Show every line from the entries that follow which holds the word "only".

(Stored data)
--

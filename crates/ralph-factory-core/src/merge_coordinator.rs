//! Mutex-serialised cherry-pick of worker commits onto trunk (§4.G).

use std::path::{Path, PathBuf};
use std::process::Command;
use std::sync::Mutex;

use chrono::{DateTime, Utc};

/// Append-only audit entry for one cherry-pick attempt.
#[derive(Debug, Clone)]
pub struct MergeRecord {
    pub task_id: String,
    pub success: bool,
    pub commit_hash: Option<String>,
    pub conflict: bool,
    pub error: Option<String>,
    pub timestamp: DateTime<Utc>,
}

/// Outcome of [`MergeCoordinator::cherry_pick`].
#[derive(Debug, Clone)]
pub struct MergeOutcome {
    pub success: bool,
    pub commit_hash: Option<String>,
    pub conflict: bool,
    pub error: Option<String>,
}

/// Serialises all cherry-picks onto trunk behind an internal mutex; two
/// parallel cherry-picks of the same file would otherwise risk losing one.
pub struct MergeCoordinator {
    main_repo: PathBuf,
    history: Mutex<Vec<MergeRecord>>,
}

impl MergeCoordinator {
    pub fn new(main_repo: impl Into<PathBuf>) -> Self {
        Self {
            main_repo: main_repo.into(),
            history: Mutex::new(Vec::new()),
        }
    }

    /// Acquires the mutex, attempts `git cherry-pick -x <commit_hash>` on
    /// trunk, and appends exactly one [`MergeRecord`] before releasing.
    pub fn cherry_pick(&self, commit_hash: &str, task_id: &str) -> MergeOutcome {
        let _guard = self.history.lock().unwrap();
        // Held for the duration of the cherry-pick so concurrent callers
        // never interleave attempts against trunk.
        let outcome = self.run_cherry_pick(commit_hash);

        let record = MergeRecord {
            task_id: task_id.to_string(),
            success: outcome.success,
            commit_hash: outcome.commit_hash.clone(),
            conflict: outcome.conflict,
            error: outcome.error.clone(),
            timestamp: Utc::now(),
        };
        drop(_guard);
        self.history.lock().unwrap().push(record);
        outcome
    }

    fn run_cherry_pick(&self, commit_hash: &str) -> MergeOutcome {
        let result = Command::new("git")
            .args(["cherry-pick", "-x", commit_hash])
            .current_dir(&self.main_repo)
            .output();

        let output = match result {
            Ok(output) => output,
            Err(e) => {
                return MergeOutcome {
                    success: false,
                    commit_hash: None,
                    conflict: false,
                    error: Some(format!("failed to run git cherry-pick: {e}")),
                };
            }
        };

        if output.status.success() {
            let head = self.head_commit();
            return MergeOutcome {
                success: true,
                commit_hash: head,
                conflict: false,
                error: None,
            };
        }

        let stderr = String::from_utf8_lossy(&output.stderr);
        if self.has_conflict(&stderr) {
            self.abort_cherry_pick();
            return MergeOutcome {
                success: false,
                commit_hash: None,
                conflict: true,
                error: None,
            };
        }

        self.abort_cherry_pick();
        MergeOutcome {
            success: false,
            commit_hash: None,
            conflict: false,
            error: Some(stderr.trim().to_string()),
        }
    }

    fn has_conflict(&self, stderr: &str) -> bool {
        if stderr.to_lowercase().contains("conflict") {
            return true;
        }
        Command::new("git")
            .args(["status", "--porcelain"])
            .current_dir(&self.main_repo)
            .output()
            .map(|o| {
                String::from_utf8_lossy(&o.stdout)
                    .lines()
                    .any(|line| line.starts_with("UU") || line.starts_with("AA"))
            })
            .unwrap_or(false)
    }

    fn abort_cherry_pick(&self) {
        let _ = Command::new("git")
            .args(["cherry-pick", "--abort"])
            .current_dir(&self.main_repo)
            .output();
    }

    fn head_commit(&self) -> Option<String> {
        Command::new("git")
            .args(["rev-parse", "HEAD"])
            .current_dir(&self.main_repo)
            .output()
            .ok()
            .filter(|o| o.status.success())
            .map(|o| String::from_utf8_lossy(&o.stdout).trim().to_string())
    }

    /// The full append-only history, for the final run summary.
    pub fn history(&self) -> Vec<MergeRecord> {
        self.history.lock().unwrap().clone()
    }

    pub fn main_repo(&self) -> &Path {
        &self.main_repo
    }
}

--

Problem solution ->
/// Append-only audit entry for one cherry-pick attempt.
    /// The full append-only history, for the final run summary.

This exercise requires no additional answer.